Required action ->
Which lines in the records below contain the word "calls"? Copy each of them.

Available records ->
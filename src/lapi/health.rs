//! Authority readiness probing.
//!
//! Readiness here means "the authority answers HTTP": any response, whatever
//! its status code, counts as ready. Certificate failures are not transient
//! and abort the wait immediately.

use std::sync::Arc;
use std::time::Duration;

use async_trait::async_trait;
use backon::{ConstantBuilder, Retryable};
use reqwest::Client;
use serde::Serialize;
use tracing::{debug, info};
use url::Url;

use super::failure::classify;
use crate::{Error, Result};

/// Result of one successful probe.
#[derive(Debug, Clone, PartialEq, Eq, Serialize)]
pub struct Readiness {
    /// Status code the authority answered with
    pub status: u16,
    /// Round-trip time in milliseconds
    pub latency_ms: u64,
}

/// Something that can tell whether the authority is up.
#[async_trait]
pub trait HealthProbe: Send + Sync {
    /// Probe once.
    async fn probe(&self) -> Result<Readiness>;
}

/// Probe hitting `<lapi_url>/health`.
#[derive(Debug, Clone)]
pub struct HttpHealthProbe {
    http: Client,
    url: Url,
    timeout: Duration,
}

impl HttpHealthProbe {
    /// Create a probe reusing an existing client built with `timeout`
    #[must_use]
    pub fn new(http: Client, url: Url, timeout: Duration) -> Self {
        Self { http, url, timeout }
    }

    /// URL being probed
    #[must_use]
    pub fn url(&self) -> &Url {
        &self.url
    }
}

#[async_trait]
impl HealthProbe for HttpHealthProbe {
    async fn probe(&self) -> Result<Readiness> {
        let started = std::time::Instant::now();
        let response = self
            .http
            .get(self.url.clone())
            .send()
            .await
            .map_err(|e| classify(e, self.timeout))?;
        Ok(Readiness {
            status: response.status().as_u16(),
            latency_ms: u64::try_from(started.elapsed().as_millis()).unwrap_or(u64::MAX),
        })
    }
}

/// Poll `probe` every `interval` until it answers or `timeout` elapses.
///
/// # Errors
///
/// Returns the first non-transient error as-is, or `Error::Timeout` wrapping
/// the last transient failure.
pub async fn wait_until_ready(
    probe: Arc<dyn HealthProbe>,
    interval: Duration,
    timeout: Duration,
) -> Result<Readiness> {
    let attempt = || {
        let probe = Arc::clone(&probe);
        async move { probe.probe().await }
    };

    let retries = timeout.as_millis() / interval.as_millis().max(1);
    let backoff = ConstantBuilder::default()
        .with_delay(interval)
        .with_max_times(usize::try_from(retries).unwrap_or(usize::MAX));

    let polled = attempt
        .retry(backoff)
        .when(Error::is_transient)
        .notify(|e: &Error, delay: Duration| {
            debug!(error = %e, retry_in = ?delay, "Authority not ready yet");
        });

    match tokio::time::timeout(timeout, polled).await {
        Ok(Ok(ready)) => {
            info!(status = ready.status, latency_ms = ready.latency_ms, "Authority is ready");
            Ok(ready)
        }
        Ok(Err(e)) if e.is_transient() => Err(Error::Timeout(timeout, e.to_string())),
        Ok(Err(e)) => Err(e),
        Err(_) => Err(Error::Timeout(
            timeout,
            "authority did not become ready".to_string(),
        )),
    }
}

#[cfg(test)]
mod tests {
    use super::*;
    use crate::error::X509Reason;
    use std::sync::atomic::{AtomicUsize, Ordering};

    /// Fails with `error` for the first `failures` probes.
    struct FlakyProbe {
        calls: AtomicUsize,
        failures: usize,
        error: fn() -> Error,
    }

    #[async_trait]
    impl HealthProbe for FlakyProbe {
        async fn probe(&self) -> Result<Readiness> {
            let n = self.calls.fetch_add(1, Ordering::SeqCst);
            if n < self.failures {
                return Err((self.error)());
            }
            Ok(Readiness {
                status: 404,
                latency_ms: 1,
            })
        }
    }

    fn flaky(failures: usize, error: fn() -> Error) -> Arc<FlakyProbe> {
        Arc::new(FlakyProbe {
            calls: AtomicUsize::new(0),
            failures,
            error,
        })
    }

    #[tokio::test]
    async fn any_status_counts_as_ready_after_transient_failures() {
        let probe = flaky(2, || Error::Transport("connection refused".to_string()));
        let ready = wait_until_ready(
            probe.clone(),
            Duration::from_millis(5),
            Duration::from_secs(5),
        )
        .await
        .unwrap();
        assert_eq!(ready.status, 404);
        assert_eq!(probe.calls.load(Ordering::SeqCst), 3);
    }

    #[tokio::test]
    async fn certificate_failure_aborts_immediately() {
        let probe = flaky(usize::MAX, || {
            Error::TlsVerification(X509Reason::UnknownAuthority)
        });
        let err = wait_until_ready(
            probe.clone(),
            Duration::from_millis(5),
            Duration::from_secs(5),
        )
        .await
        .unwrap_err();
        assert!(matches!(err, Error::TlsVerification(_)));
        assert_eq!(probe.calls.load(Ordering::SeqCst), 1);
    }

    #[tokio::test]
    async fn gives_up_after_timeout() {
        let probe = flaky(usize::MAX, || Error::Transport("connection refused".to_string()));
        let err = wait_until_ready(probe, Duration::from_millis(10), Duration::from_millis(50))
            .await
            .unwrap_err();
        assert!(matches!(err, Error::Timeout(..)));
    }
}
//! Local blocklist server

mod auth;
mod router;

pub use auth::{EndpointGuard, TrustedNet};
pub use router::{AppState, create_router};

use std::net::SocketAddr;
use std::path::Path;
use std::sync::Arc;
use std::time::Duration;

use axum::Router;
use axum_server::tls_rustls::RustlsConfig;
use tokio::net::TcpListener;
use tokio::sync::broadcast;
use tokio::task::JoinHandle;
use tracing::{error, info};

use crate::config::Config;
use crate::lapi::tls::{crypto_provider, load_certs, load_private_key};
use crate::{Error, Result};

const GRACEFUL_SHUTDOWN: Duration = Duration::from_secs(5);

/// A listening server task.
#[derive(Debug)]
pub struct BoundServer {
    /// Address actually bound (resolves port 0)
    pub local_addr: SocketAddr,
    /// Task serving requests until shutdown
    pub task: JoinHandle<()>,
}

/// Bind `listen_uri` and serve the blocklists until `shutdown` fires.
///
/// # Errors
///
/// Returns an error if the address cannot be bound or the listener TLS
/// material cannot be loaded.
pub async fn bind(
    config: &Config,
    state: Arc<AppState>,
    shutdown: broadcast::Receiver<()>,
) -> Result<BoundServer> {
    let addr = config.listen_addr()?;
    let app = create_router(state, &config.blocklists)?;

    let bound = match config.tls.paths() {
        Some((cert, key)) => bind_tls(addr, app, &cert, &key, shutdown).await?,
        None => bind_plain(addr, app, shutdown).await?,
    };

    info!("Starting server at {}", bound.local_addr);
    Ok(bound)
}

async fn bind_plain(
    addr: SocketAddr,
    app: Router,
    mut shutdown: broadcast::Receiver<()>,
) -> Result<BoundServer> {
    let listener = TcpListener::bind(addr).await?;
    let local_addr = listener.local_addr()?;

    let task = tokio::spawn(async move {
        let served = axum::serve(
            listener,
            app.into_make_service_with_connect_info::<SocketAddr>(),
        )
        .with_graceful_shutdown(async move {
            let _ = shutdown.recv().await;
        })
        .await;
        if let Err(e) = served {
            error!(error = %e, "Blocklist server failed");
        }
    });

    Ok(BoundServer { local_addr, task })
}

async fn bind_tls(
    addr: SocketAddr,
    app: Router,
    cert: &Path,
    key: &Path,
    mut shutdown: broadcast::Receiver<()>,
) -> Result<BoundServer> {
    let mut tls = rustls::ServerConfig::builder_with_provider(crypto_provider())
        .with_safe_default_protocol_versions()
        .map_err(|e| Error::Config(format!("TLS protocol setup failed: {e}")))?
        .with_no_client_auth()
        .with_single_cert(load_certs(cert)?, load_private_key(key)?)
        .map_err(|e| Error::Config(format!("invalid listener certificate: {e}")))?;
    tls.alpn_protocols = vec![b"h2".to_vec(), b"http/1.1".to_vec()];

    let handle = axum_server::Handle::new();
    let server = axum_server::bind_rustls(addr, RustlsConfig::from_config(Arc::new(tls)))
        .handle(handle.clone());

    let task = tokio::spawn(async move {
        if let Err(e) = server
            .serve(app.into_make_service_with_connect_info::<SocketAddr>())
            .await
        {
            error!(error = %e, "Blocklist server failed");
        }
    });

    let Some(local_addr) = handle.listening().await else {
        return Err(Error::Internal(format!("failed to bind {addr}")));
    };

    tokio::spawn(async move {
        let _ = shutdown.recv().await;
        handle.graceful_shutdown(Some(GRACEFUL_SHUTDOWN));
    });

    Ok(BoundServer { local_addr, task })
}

Your response ->
        calls: AtomicUsize,
            let n = self.calls.fetch_add(1, Ordering::SeqCst);
            calls: AtomicUsize::new(0),
        assert_eq!(probe.calls.load(Ordering::SeqCst), 3);
        assert_eq!(probe.calls.load(Ordering::SeqCst), 1);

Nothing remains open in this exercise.